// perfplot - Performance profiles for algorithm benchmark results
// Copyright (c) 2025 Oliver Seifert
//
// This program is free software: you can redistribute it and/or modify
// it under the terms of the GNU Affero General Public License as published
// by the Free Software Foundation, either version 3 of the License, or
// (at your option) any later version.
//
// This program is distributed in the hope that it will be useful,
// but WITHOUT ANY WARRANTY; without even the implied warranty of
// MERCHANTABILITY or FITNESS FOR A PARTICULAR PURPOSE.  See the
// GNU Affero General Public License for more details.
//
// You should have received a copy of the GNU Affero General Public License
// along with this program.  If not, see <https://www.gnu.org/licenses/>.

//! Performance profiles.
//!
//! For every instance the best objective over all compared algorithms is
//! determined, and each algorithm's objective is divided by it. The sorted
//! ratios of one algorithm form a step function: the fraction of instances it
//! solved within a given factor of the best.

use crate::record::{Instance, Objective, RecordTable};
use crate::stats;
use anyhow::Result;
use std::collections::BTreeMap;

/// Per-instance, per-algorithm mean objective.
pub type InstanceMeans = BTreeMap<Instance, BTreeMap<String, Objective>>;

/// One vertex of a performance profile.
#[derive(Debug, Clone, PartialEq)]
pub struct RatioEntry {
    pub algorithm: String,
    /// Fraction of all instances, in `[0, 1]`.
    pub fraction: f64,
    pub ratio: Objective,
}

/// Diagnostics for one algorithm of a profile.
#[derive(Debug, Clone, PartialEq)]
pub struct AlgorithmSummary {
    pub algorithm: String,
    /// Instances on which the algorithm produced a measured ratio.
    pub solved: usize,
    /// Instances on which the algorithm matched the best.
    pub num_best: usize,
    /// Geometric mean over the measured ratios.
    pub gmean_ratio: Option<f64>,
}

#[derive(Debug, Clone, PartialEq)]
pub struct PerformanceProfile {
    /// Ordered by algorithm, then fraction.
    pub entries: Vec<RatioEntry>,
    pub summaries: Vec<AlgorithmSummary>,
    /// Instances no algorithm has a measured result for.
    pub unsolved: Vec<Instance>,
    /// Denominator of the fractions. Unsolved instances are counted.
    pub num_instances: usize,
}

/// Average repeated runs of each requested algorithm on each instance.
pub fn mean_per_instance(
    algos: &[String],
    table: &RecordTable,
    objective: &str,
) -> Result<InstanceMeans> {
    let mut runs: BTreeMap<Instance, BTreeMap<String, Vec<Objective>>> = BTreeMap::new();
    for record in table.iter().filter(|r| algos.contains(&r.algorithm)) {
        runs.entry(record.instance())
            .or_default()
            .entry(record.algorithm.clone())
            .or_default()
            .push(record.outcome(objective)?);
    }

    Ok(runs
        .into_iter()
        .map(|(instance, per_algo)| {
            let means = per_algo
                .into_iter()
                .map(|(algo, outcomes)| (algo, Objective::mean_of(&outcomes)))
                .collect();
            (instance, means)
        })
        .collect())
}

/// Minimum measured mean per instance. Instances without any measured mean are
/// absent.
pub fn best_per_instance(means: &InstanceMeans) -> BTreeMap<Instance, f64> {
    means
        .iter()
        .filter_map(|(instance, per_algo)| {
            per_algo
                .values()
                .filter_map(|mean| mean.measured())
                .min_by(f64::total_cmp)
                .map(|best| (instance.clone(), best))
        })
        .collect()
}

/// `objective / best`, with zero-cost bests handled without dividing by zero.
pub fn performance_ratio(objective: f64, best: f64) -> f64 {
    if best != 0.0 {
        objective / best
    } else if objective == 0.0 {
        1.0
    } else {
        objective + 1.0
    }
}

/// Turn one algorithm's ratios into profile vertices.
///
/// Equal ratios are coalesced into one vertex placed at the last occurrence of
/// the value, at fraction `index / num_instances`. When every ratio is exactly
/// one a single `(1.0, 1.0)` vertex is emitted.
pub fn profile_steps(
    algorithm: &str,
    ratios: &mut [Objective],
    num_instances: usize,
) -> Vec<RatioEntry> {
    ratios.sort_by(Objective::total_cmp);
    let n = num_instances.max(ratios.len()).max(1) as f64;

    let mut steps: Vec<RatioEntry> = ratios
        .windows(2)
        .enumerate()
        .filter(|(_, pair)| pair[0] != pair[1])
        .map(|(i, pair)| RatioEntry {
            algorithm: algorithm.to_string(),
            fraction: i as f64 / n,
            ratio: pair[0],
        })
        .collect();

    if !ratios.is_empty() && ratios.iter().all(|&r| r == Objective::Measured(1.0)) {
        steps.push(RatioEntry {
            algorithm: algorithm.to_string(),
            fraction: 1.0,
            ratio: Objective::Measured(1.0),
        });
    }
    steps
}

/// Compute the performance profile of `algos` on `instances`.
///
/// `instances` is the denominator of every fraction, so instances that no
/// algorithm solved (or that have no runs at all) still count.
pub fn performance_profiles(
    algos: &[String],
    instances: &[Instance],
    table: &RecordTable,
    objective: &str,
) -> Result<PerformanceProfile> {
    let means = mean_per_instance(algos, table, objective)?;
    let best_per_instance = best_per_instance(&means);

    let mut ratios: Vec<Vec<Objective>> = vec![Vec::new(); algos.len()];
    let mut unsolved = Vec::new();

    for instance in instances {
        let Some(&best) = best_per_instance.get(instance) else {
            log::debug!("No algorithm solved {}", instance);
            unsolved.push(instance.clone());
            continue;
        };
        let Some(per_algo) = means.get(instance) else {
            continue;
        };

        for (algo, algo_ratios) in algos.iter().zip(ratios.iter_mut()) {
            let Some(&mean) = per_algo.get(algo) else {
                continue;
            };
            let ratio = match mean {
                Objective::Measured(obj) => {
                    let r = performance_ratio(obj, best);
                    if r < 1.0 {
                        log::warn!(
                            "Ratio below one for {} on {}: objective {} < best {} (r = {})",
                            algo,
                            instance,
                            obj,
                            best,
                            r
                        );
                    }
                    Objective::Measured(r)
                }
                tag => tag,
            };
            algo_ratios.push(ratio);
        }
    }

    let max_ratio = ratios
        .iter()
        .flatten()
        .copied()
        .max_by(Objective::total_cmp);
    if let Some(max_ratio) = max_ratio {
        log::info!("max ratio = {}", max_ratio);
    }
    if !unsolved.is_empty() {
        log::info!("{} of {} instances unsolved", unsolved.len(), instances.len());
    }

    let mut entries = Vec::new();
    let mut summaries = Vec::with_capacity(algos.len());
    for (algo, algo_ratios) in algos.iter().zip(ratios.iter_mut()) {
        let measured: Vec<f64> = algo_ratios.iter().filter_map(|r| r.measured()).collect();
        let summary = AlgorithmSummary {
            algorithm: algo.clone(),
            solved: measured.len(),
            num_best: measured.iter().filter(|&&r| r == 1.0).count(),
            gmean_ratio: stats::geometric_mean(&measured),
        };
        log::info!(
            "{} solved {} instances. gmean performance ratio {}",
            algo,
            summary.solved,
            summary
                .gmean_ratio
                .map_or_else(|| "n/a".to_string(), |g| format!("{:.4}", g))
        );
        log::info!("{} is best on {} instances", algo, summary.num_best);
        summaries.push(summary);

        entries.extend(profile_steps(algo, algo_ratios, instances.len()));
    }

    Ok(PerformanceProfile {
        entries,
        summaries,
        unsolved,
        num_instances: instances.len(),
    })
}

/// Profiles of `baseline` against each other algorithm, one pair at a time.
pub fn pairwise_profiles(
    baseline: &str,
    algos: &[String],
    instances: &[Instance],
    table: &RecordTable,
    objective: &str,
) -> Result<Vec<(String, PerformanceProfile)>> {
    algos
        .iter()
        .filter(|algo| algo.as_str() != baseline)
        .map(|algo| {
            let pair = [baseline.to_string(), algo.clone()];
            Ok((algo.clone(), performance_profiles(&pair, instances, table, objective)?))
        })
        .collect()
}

= = = =

- Problem details: Only the lines from the beginning of the material through the line with "License as published" should appear in the answer, each copied exactly.

- Response:
// perfplot - Performance profiles for algorithm benchmark results
// Copyright (c) 2025 Oliver Seifert
//
// This program is free software: you can redistribute it and/or modify
// it under the terms of the GNU Affero General Public License as published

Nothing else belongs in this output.